Il toponimo moderno, Capo Colonna, è certamente legato alla visibilità dal mare di una delle colonne superstiti del tempio di Hera Lacinia. Questo, edificato in stile dorico monumentale a facciata esastila (sei colonne), faceva parte di un complesso ben più ampio, di cui sono state rinvenute le testimonianze.

La colonna superstite del tempio dedicato ad Hera

Il promontorio Lacinio è stato anche sede di uno scalo menzionato nell’Itinerarium Maritimum.5 Da qui, infatti, salpò anche Annibale per ritornare a Cartagine nel 203 a. C.6

Ma, malgrado ciò e la fama di punto nautico fondamentale, il mare non è di facile navigabilità nei pressi della costa.

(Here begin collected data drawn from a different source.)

//! Column descriptors.
//!
//! COLINFO records cover disjoint column runs and are kept sorted. Setting a
//! property on one column splits the run containing it; adjacent runs that
//! end up formatted alike are merged back together.

use super::{RecordAggregate, RecordStream};
use crate::records::{ColumnInfoRecord, Record};

/// Fields to change on a column; `None` leaves the field alone.
#[derive(Debug, Clone, Copy, Default, PartialEq, Eq)]
pub struct ColumnChange {
    pub xf_index: Option<u16>,
    pub width: Option<u16>,
    pub level: Option<u8>,
    pub hidden: Option<bool>,
    pub collapsed: Option<bool>,
}

impl ColumnChange {
    fn apply(&self, ci: &mut ColumnInfoRecord) {
        if let Some(xf) = self.xf_index {
            ci.xf_index = xf;
        }
        if let Some(width) = self.width {
            ci.width = width;
        }
        if let Some(level) = self.level {
            ci.set_outline_level(level);
        }
        if let Some(hidden) = self.hidden {
            ci.set_hidden(hidden);
        }
        if let Some(collapsed) = self.collapsed {
            ci.set_collapsed(collapsed);
        }
    }

    fn changes(&self, ci: &ColumnInfoRecord) -> bool {
        self.xf_index.is_some_and(|v| v != ci.xf_index)
            || self.width.is_some_and(|v| v != ci.width)
            || self.level.is_some_and(|v| v != ci.outline_level())
            || self.hidden.is_some_and(|v| v != ci.is_hidden())
            || self.collapsed.is_some_and(|v| v != ci.is_collapsed())
    }
}

#[derive(Debug, Clone, PartialEq, Eq, Default)]
pub struct ColumnInfoRecordsAggregate {
    records: Vec<ColumnInfoRecord>,
}

impl ColumnInfoRecordsAggregate {
    pub fn new() -> Self {
        Self::default()
    }

    /// Consume a contiguous run of COLINFO records.
    pub fn read(&mut self, rs: &mut RecordStream<'_>) {
        while let Some(Record::ColumnInfo(ci)) = rs.peek() {
            self.insert_sorted(*ci);
            rs.next();
        }
    }

    fn insert_sorted(&mut self, ci: ColumnInfoRecord) {
        let pos = self
            .records
            .partition_point(|existing| existing.first_col < ci.first_col);
        self.records.insert(pos, ci);
    }

    pub fn records_slice(&self) -> &[ColumnInfoRecord] {
        &self.records
    }

    pub fn len(&self) -> usize {
        self.records.len()
    }

    pub fn is_empty(&self) -> bool {
        self.records.is_empty()
    }

    fn find_index(&self, col: u16, start: usize) -> Option<usize> {
        (start..self.records.len()).find(|&i| self.records[i].contains(col))
    }

    /// Record describing `col`.
    pub fn find_column_info(&self, col: u16) -> Option<&ColumnInfoRecord> {
        self.find_index(col, 0).map(|i| &self.records[i])
    }

    pub fn max_outline_level(&self) -> u8 {
        self.records
            .iter()
            .map(ColumnInfoRecord::outline_level)
            .max()
            .unwrap_or(0)
    }

    /// Apply `change` to a single column.
    pub fn set_column(&mut self, col: u16, change: ColumnChange) {
        let mut k = 0;
        let mut found = None;
        while k < self.records.len() {
            let ci = &self.records[k];
            if ci.contains(col) {
                found = Some(k);
                break;
            }
            if ci.first_col > col {
                break;
            }
            k += 1;
        }

        let Some(k) = found else {
            let mut nci = ColumnInfoRecord::new(col, col);
            change.apply(&mut nci);
            self.records.insert(k, nci);
            self.attempt_merge(k);
            return;
        };

        let ci = self.records[k];
        if !change.changes(&ci) {
            return;
        }

        if ci.first_col == col && ci.last_col == col {
            change.apply(&mut self.records[k]);
            self.attempt_merge(k);
            return;
        }

        let mut nci = ci;
        nci.first_col = col;
        nci.last_col = col;
        change.apply(&mut nci);

        if ci.first_col == col {
            self.records[k].first_col = col + 1;
            self.records.insert(k, nci);
            self.attempt_merge(k);
        } else if ci.last_col == col {
            self.records[k].last_col = col - 1;
            self.records.insert(k + 1, nci);
            self.attempt_merge(k + 1);
        } else {
            let mut after = ci;
            after.first_col = col + 1;
            self.records[k].last_col = col - 1;
            self.records.insert(k + 1, nci);
            self.records.insert(k + 2, after);
        }
    }

    /// Apply `change` to every column of `first..=last`.
    pub fn set_columns(&mut self, first: u16, last: u16, change: ColumnChange) {
        for col in first..=last {
            self.set_column(col, change);
        }
    }

    /// Merge the record at `ix` with matching neighbours on both sides.
    fn attempt_merge(&mut self, ix: usize) {
        if ix + 1 < self.records.len() {
            self.merge_pair(ix);
        }
        if ix > 0 {
            self.merge_pair(ix - 1);
        }
    }

    fn merge_pair(&mut self, ix: usize) {
        let (a, b) = (self.records[ix], self.records[ix + 1]);
        if a.is_adjacent_before(&b) && a.format_matches(&b) {
            self.records[ix].last_col = b.last_col;
            self.records.remove(ix + 1);
        }
    }

    /// Raise (or lower) the outline level of a column range.
    pub fn group_column_range(&mut self, first: u16, last: u16, indent: bool) {
        let mut search_from = 0;
        for col in first..=last {
            let mut level = 1u8;
            if let Some(ix) = self.find_index(col, search_from) {
                let current = self.records[ix].outline_level();
                level = if indent {
                    (current + 1).min(7)
                } else {
                    current.saturating_sub(1)
                };
                search_from = ix.saturating_sub(1);
            }
            self.set_column(
                col,
                ColumnChange {
                    level: Some(level),
                    ..ColumnChange::default()
                },
            );
        }
    }

    fn find_start_of_group(&self, ix: usize) -> usize {
        let level = self.records[ix].outline_level();
        let mut start = ix;
        while start > 0 {
            let prev = &self.records[start - 1];
            if !prev.is_adjacent_before(&self.records[start]) || prev.outline_level() < level {
                break;
            }
            start -= 1;
        }
        start
    }

    fn find_end_of_group(&self, ix: usize) -> usize {
        let level = self.records[ix].outline_level();
        let mut end = ix;
        while end + 1 < self.records.len() {
            let next = &self.records[end + 1];
            if !self.records[end].is_adjacent_before(next) || next.outline_level() < level {
                break;
            }
            end += 1;
        }
        end
    }

    /// Hide or show the group starting at `ix`; returns its last column.
    fn set_group_hidden(&mut self, ix: usize, level: u8, hidden: bool) -> u16 {
        let mut idx = ix;
        loop {
            self.records[idx].set_hidden(hidden);
            if idx + 1 >= self.records.len() {
                break;
            }
            let next = self.records[idx + 1];
            if !self.records[idx].is_adjacent_before(&next) || next.outline_level() < level {
                break;
            }
            idx += 1;
        }
        self.records[idx].last_col
    }

    fn is_group_collapsed(&self, ix: usize) -> bool {
        let end = self.find_end_of_group(ix);
        match self.records.get(end + 1) {
            Some(next) => self.records[end].is_adjacent_before(next) && next.is_collapsed(),
            None => false,
        }
    }

    fn is_group_hidden_by_parent(&self, ix: usize) -> bool {
        let end = self.find_end_of_group(ix);
        let (end_level, end_hidden) = match self.records.get(end + 1) {
            Some(next) if self.records[end].is_adjacent_before(next) => {
                (next.outline_level(), next.is_hidden())
            },
            _ => (0, false),
        };
        let start = self.find_start_of_group(ix);
        let (start_level, start_hidden) = if start > 0 {
            let prev = &self.records[start - 1];
            if prev.is_adjacent_before(&self.records[start]) {
                (prev.outline_level(), prev.is_hidden())
            } else {
                (0, false)
            }
        } else {
            (0, false)
        };
        if start_level > end_level {
            start_hidden
        } else {
            end_hidden
        }
    }

    /// Hide the outline group containing `col` and mark it collapsed.
    pub fn collapse_column(&mut self, col: u16) {
        let Some(ix) = self.find_index(col, 0) else {
            return;
        };
        let start = self.find_start_of_group(ix);
        let level = self.records[start].outline_level();
        let last = self.set_group_hidden(start, level, true);
        if let Some(after) = last.checked_add(1) {
            self.set_column(
                after,
                ColumnChange {
                    collapsed: Some(true),
                    ..ColumnChange::default()
                },
            );
        }
    }

    /// Show a collapsed outline group containing `col`.
    pub fn expand_column(&mut self, col: u16) {
        let Some(ix) = self.find_index(col, 0) else {
            return;
        };
        if !self.is_group_collapsed(ix) {
            return;
        }
        let start = self.find_start_of_group(ix);
        let end = self.find_end_of_group(ix);
        let end_record = self.records[end];
        if !self.is_group_hidden_by_parent(ix) {
            let level = end_record.outline_level();
            for ci in &mut self.records[start..=end] {
                if ci.outline_level() == level {
                    ci.set_hidden(false);
                }
            }
        }
        if let Some(after) = end_record.last_col.checked_add(1) {
            self.set_column(
                after,
                ColumnChange {
                    collapsed: Some(false),
                    ..ColumnChange::default()
                },
            );
        }
    }
}

impl RecordAggregate for ColumnInfoRecordsAggregate {
    fn visit_contained_records(&self, visitor: &mut dyn FnMut(Record)) {
        for ci in &self.records {
            visitor(Record::ColumnInfo(*ci));
        }
    }
}

#[cfg(test)]
mod tests {
    use super::*;

    fn width(w: u16) -> ColumnChange {
        ColumnChange {
            width: Some(w),
            ..ColumnChange::default()
        }
    }

    fn ranges(agg: &ColumnInfoRecordsAggregate) -> Vec<(u16, u16)> {
        agg.records_slice()
            .iter()
            .map(|ci| (ci.first_col, ci.last_col))
            .collect()
    }

    #[test]
    fn test_adjacent_columns_merge() {
        let mut agg = ColumnInfoRecordsAggregate::new();
        agg.set_column(2, width(3000));
        agg.set_column(3, width(3000));
        agg.set_column(1, width(3000));
        assert_eq!(ranges(&agg), vec![(1, 3)]);
        assert_eq!(agg.find_column_info(2).unwrap().width, 3000);
    }

    #[test]
    fn test_split_into_three() {
        let mut agg = ColumnInfoRecordsAggregate::new();
        agg.set_columns(0, 4, width(1000));
        assert_eq!(ranges(&agg), vec![(0, 4)]);
        agg.set_column(2, width(5000));
        assert_eq!(ranges(&agg), vec![(0, 1), (2, 2), (3, 4)]);
        agg.set_column(2, width(1000));
        assert_eq!(ranges(&agg), vec![(0, 4)]);
    }

    #[test]
    fn test_split_at_edges() {
        let mut agg = ColumnInfoRecordsAggregate::new();
        agg.set_columns(0, 3, width(1000));
        agg.set_column(0, width(2000));
        agg.set_column(3, width(2000));
        assert_eq!(ranges(&agg), vec![(0, 0), (1, 2), (3, 3)]);
    }

    #[test]
    fn test_group_collapse_expand() {
        let mut agg = ColumnInfoRecordsAggregate::new();
        agg.group_column_range(2, 4, true);
        assert_eq!(agg.max_outline_level(), 1);
        agg.collapse_column(3);
        for col in 2..=4 {
            assert!(agg.find_column_info(col).unwrap().is_hidden());
        }
        assert!(agg.find_column_info(5).unwrap().is_collapsed());

        agg.expand_column(3);
        for col in 2..=4 {
            assert!(!agg.find_column_info(col).unwrap().is_hidden());
        }
        assert!(!agg.find_column_info(5).unwrap().is_collapsed());
    }

    #[test]
    fn test_ungroup() {
        let mut agg = ColumnInfoRecordsAggregate::new();
        agg.group_column_range(0, 1, true);
        agg.group_column_range(0, 1, true);
        assert_eq!(agg.find_column_info(0).unwrap().outline_level(), 2);
        agg.group_column_range(0, 1, false);
        assert_eq!(agg.find_column_info(1).unwrap().outline_level(), 1);
    }
}
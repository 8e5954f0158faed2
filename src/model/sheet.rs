//! Worksheet model.
//!
//! A sheet keeps its records in file order as a list of [`SheetItem`]s.
//! Plain records stay in the list; aggregates own their records and are
//! represented in the list by placeholders. Optional aggregates that a
//! loaded sheet lacks are created on first mutation and placed by
//! [`find_insert_position`].

use crate::aggregates::column_info::ColumnChange;
use crate::aggregates::{
    CfRecordsAggregate, ColumnInfoRecordsAggregate, ConditionalFormattingTable,
    DataValidityTable, MergedCellsTable, PageSettingsBlock, RecordAggregate, RecordStream,
    RowRecordsAggregate, SheetComponent, SheetItem, find_insert_position,
};
use crate::aggregates::row_blocks::CellRecord;
use crate::common::error::{XlsError, XlsResult};
use crate::config::ReadOptions;
use crate::records::cell::{MAX_COLUMN, check_coordinates};
use crate::records::sheet::expect_bof;
use crate::records::{
    BiffRecord, BofRecord, BofType, CalcCountRecord, CalcModeRecord, CellRangeAddress,
    DefaultColWidthRecord, DefaultRowHeightRecord, DeltaRecord, DimensionsRecord, EofRecord, GridsetRecord, GutsRecord,
    IndexRecord, IterationRecord, ObjectProtectRecord, PaneRecord, PasswordRecord,
    PrintGridlinesRecord, PrintHeadersRecord, ProtectRecord, Record, RefModeRecord, RowRecord,
    SaveRecalcRecord, ScenarioProtectRecord, SelectionRecord, SelectionRef, UncalcedRecord,
    Window2Flags, WindowTwoRecord, WsBoolRecord, sid,
};
use log::{debug, warn};
use std::io::Write;

/// Cell style used when neither the cell nor its column names one.
pub const DEFAULT_XF_INDEX: u16 = 0x0F;

/// Widest column Excel accepts, in 1/256 of a character.
const MAX_COLUMN_WIDTH: u16 = 255 * 256;

const MAX_OUTLINE_LEVEL: u8 = 7;

/// Split or freeze state read from the PANE record.
#[derive(Debug, Clone, Copy, PartialEq, Eq)]
pub struct PaneInformation {
    /// Horizontal split position (columns when frozen, twips when split).
    pub x: u16,
    /// Vertical split position (rows when frozen, twips when split).
    pub y: u16,
    pub top_row: u16,
    pub left_col: u16,
    pub active_pane: u16,
    pub frozen: bool,
}

/// Which parts of a sheet are protected.
#[derive(Debug, Clone, Copy, PartialEq, Eq, Default)]
pub struct SheetProtection {
    pub sheet: bool,
    pub objects: bool,
    pub scenarios: bool,
}

/// Typed access to a singleton record kept in the item list.
macro_rules! singleton_record {
    ($get:ident, $get_mut:ident, $variant:ident, $ty:ty) => {
        #[allow(dead_code)]
        fn $get(&self) -> Option<&$ty> {
            self.items.iter().find_map(|item| match item {
                SheetItem::Record(Record::$variant(r)) => Some(r),
                _ => None,
            })
        }

        #[allow(dead_code)]
        fn $get_mut(&mut self) -> Option<&mut $ty> {
            self.items.iter_mut().find_map(|item| match item {
                SheetItem::Record(Record::$variant(r)) => Some(r),
                _ => None,
            })
        }
    };
}
//! Litchi XLS - BIFF8 workbook records, round-trip serialization and
//! formula evaluation.
//!
//! The crate works on the raw `Workbook` stream of a legacy Excel file
//! (BIFF8, Excel 97-2003). It is layered bottom-up:
//!
//! - [`records`]: typed codecs for every record the model understands, plus
//!   an opaque fallback that re-emits unknown records byte for byte
//! - [`aggregates`]: groups of records that behave as one unit (row blocks,
//!   column info, merged cells, conditional formats, page settings, links)
//! - [`model`]: [`Workbook`] and [`Sheet`], built from a record stream and
//!   serialized back in canonical order
//! - [`formula`]: token arrays, the formula parser and the renderer
//! - [`eval`]: a [`FormulaEvaluator`] with a dependency-tracking result cache
//! - [`container`]: byte sources and sinks for the workbook stream
//!
//! # Example - Building and evaluating a workbook
//!
//! ```
//! use litchi_xls::{CellValue, FormulaEvaluator, Workbook};
//!
//! # fn main() -> litchi_xls::XlsResult<()> {
//! let mut book = Workbook::create();
//! let sheet = book.create_sheet("Sheet1")?;
//! book.set_cell_number(sheet, 0, 0, 5.0)?;
//! book.set_cell_formula(sheet, 0, 1, "A1*2+1")?;
//!
//! let mut evaluator = FormulaEvaluator::new();
//! assert_eq!(evaluator.evaluate(&book, sheet, 0, 1)?, CellValue::Number(11.0));
//! # Ok(())
//! # }
//! ```
//!
//! # Example - Round-tripping a stream
//!
//! ```no_run
//! use litchi_xls::{ReadOptions, Workbook};
//!
//! # fn main() -> Result<(), Box<dyn std::error::Error>> {
//! let bytes = std::fs::read("Workbook.bin")?;
//! let book = Workbook::from_bytes_with_options(&bytes, &ReadOptions::default())?;
//! for index in 0..book.sheet_count() {
//!     println!("sheet {}: {:?}", index, book.sheet_name(index));
//! }
//! assert_eq!(book.to_bytes()?, bytes);
//! # Ok(())
//! # }
//! ```

pub mod aggregates;
pub mod common;
pub mod config;
pub mod container;
pub mod eval;
pub mod formula;
pub mod model;
pub mod records;

// Re-export commonly used types for convenience
pub use common::{XlsError, XlsResult};
pub use config::{EvaluationOptions, ReadOptions};
pub use eval::{CellValue, ErrorCode, FormulaEvaluator};
pub use model::{Sheet, Workbook};
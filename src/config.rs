//! Configuration types for reading workbooks and evaluating formulas.
//!
//! Both option structs follow the same pattern: `Default` gives the behavior
//! most callers want, and `with_*` builders adjust single knobs.

use serde::{Deserialize, Serialize};

/// Options controlling how a BIFF8 workbook stream is decoded.
///
/// # Examples
///
/// ```rust
/// use litchi_xls::ReadOptions;
///
/// // Create with defaults
/// let options = ReadOptions::default();
/// assert!(options.keep_unparsed_formulas);
///
/// // Or customize
/// let strict = ReadOptions::new()
///     .with_keep_unparsed_formulas(false)
///     .with_synthesize_missing_rows(false);
/// assert!(!strict.keep_unparsed_formulas);
/// ```
#[derive(Debug, Clone, PartialEq, Eq, Serialize, Deserialize)]
pub struct ReadOptions {
    /// Keep formula token streams that cannot be decoded as opaque bytes
    /// instead of failing the load. Such formulas evaluate to `#VALUE!`.
    pub keep_unparsed_formulas: bool,
    /// Create a default ROW record for every row that holds cells but has
    /// no ROW record of its own.
    pub synthesize_missing_rows: bool,
}

impl Default for ReadOptions {
    fn default() -> Self {
        Self {
            keep_unparsed_formulas: true,
            synthesize_missing_rows: true,
        }
    }
}

impl ReadOptions {
    /// Create a new `ReadOptions` with default values.
    #[inline]
    pub fn new() -> Self {
        Self::default()
    }

    /// Set whether undecodable formulas are kept instead of rejected.
    ///
    /// # Examples
    ///
    /// ```rust
    /// use litchi_xls::ReadOptions;
    ///
    /// let options = ReadOptions::new().with_keep_unparsed_formulas(false);
    /// assert!(!options.keep_unparsed_formulas);
    /// ```
    #[inline]
    pub fn with_keep_unparsed_formulas(mut self, keep: bool) -> Self {
        self.keep_unparsed_formulas = keep;
        self
    }

    /// Set whether missing ROW records are synthesized.
    #[inline]
    pub fn with_synthesize_missing_rows(mut self, synthesize: bool) -> Self {
        self.synthesize_missing_rows = synthesize;
        self
    }
}

/// Options controlling a [`crate::eval::FormulaEvaluator`].
///
/// # Examples
///
/// ```rust
/// use litchi_xls::EvaluationOptions;
///
/// let options = EvaluationOptions::new().with_max_depth(64).with_cache_results(false);
/// assert_eq!(options.max_depth, 64);
/// ```
#[derive(Debug, Clone, PartialEq, Eq, Serialize, Deserialize)]
pub struct EvaluationOptions {
    /// Maximum length of a chain of uncached formula cells evaluated
    /// within one request. Chains are walked on the heap, so raising the
    /// limit costs memory, not call stack.
    pub max_depth: usize,
    /// Keep formula results between requests until explicitly cleared.
    pub cache_results: bool,
}

impl Default for EvaluationOptions {
    fn default() -> Self {
        Self {
            max_depth: 1024,
            cache_results: true,
        }
    }
}

impl EvaluationOptions {
    /// Create a new `EvaluationOptions` with default values.
    #[inline]
    pub fn new() -> Self {
        Self::default()
    }

    /// Set the maximum formula nesting depth.
    #[inline]
    pub fn with_max_depth(mut self, depth: usize) -> Self {
        self.max_depth = depth;
        self
    }

    /// Set whether results are cached between requests.
    ///
    /// With caching disabled every `evaluate` call recomputes the whole
    /// dependency chain and therefore always observes the current cell values.
    #[inline]
    pub fn with_cache_results(mut self, cache: bool) -> Self {
        self.cache_results = cache;
        self
    }
}
//! Operand resolution and type coercion.
//!
//! Relational ordering between different types:
//!
//! ```text
//! TRUE > FALSE, and any boolean > any string > any number
//! strings compare in dictionary order, ignoring case
//! blank == 0 == FALSE == "" when compared against those types
//! ```
//!
//! Strings are never converted to numbers or booleans for comparison.
//! Arithmetic, on the other hand, accepts text that reads as a number.

use super::EvalContext;
use super::value::Value;
use crate::common::error::XlsResult;
use crate::common::number::{number_to_text, parse_number};
use crate::formula::ErrorCode;
use std::cmp::Ordering;

/// Reduce an operand to a scalar. References are read (a multi-cell area
/// is intersected with the row or column of the formula cell), arrays give
/// their first element and a missing argument becomes blank.
pub(crate) fn single_value(value: Value, ctx: &mut dyn EvalContext) -> XlsResult<Value> {
    match value {
        Value::Ref { sheet, row, col } => ctx.cell_value(sheet, row, col),
        Value::Area(area) => {
            let (row, col) = ctx.position();
            if area.first_row == area.last_row && area.first_col == area.last_col {
                return ctx.cell_value(area.sheet, area.first_row, area.first_col);
            }
            if area.first_col == area.last_col && (area.first_row..=area.last_row).contains(&row) {
                return ctx.cell_value(area.sheet, row, area.first_col);
            }
            if area.first_row == area.last_row && (area.first_col..=area.last_col).contains(&col) {
                return ctx.cell_value(area.sheet, area.first_row, col);
            }
            Ok(Value::Error(ErrorCode::Value))
        },
        Value::Array(array) => Ok(array.first()),
        Value::Missing => Ok(Value::Blank),
        scalar => Ok(scalar),
    }
}

/// Number for arithmetic. Blank is 0, booleans are 1/0, numeric text is
/// parsed and any other text is `#VALUE!`.
pub(crate) fn to_number(value: &Value) -> Result<f64, ErrorCode> {
    match value {
        Value::Number(n) => Ok(*n),
        Value::Bool(b) => Ok(if *b { 1.0 } else { 0.0 }),
        Value::Blank | Value::Missing => Ok(0.0),
        Value::Text(s) => parse_number(s).ok_or(ErrorCode::Value),
        Value::Error(e) => Err(*e),
        Value::Ref { .. } | Value::Area(_) | Value::Array(_) => Err(ErrorCode::Value),
    }
}

pub(crate) fn to_text(value: &Value) -> Result<String, ErrorCode> {
    match value {
        Value::Number(n) => Ok(number_to_text(*n)),
        Value::Text(s) => Ok(s.clone()),
        Value::Bool(true) => Ok("TRUE".to_string()),
        Value::Bool(false) => Ok("FALSE".to_string()),
        Value::Blank | Value::Missing => Ok(String::new()),
        Value::Error(e) => Err(*e),
        Value::Ref { .. } | Value::Area(_) | Value::Array(_) => Err(ErrorCode::Value),
    }
}

/// Condition of IF/AND/OR/NOT. Text is accepted only when it spells a
/// boolean.
pub(crate) fn to_bool(value: &Value) -> Result<bool, ErrorCode> {
    match value {
        Value::Bool(b) => Ok(*b),
        Value::Number(n) => Ok(*n != 0.0),
        Value::Blank | Value::Missing => Ok(false),
        Value::Text(s) => parse_bool(s).ok_or(ErrorCode::Value),
        Value::Error(e) => Err(*e),
        Value::Ref { .. } | Value::Area(_) | Value::Array(_) => Err(ErrorCode::Value),
    }
}

pub(crate) fn parse_bool(text: &str) -> Option<bool> {
    if text.eq_ignore_ascii_case("TRUE") {
        Some(true)
    } else if text.eq_ignore_ascii_case("FALSE") {
        Some(false)
    } else {
        None
    }
}

/// Ordering used by the relational operators. Both values must be
/// non-error scalars.
pub(crate) fn compare(a: &Value, b: &Value) -> Ordering {
    match (a, b) {
        (Value::Blank, _) => compare_blank(b),
        (_, Value::Blank) => compare_blank(a).reverse(),
        (Value::Bool(x), Value::Bool(y)) => x.cmp(y),
        (Value::Bool(_), _) => Ordering::Greater,
        (_, Value::Bool(_)) => Ordering::Less,
        (Value::Text(x), Value::Text(y)) => compare_text(x, y),
        (Value::Text(_), _) => Ordering::Greater,
        (_, Value::Text(_)) => Ordering::Less,
        (Value::Number(x), Value::Number(y)) => x.partial_cmp(y).unwrap_or(Ordering::Equal),
        _ => Ordering::Equal,
    }
}

/// How blank orders against `other`.
fn compare_blank(other: &Value) -> Ordering {
    match other {
        Value::Bool(true) => Ordering::Less,
        Value::Number(n) => 0.0f64.partial_cmp(n).unwrap_or(Ordering::Equal),
        Value::Text(s) if !s.is_empty() => Ordering::Less,
        _ => Ordering::Equal,
    }
}

pub(crate) fn compare_text(a: &str, b: &str) -> Ordering {
    a.chars()
        .flat_map(char::to_uppercase)
        .cmp(b.chars().flat_map(char::to_uppercase))
}

#[cfg(test)]
mod tests {
    use super::*;

    fn text(s: &str) -> Value {
        Value::Text(s.to_string())
    }

    #[test]
    fn test_cross_type_ordering() {
        assert_eq!(compare(&Value::Bool(true), &Value::Number(5.0)), Ordering::Greater);
        assert_eq!(compare(&Value::Bool(false), &text("zzz")), Ordering::Greater);
        assert_eq!(compare(&text("abc"), &Value::Number(999.0)), Ordering::Greater);
        assert_eq!(compare(&Value::Number(1e300), &text("")), Ordering::Less);
        assert_eq!(compare(&Value::Bool(true), &Value::Bool(false)), Ordering::Greater);
    }

    #[test]
    fn test_blank_ordering() {
        assert_eq!(compare(&Value::Blank, &Value::Number(0.0)), Ordering::Equal);
        assert_eq!(compare(&Value::Blank, &Value::Number(-0.0)), Ordering::Equal);
        assert_eq!(compare(&Value::Blank, &Value::Number(3.0)), Ordering::Less);
        assert_eq!(compare(&Value::Blank, &Value::Number(-3.0)), Ordering::Greater);
        assert_eq!(compare(&Value::Blank, &text("")), Ordering::Equal);
        assert_eq!(compare(&text("a"), &Value::Blank), Ordering::Greater);
        assert_eq!(compare(&Value::Bool(false), &Value::Blank), Ordering::Equal);
        assert_eq!(compare(&Value::Bool(true), &Value::Blank), Ordering::Greater);
    }

    #[test]
    fn test_text_is_case_insensitive() {
        assert_eq!(compare(&text("abc"), &text("ABC")), Ordering::Equal);
        assert_eq!(compare(&text("apple"), &text("Banana")), Ordering::Less);
    }

    #[test]
    fn test_arithmetic_coercion() {
        assert_eq!(to_number(&text(" 2.5 ")), Ok(2.5));
        assert_eq!(to_number(&text("two")), Err(ErrorCode::Value));
        assert_eq!(to_number(&Value::Bool(true)), Ok(1.0));
        assert_eq!(to_number(&Value::Blank), Ok(0.0));
        assert_eq!(to_number(&Value::Error(ErrorCode::Na)), Err(ErrorCode::Na));
        assert_eq!(to_text(&Value::Number(3.0)), Ok("3".to_string()));
        assert_eq!(to_bool(&text("true")), Ok(true));
        assert_eq!(to_bool(&text("yes")), Err(ErrorCode::Value));
    }
}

Questa è infatti caratterizzata dalla presenza diffusa di scogli affioranti, che spesso hanno restituito testimonianze di naufragi di epoche variegate, con una concentrazione difficilmente riscontrabile in altri tratti di mare italiani.

NOTE

1Strabo, VI, 1.11. Ediz. di riferim.: STRABONE, Geografia. L’Italia (voll. V e VI con testo greco a fronte), Biraschi A.M. (a cura di), Milano (BUR – Rizzoli), 1988.

2Plut., Pomp., XXIV, 6. Ediz. di riferim.: PLUTARCO, Vite parallele. Agesilao e Pompeo (con testo greco a fronte), Luppino Manes E., Marcone A. (a cura di), Milano (BUR – Rizzoli), 1986.

3Liv. XXIV, 3. 3. Ediz. di riferim.: TITO LIVIO, Storia di Roma dalla sua fondazione (con testo latino a fronte), Vol. 6 (Libri 24-27), Ceva B. (a cura di), Milano (BUR – Rizzoli), 1986.

4Plut., Pomp., XXIV, 6; App., Bell. Civ., V, 14, 133. Ediz. di riferim.: APPIANO, La storia romana, libri XIII-XVII: Le guerre civili, Gabba E. e Magnino D. (a cura di), Torino, UTET, 2001.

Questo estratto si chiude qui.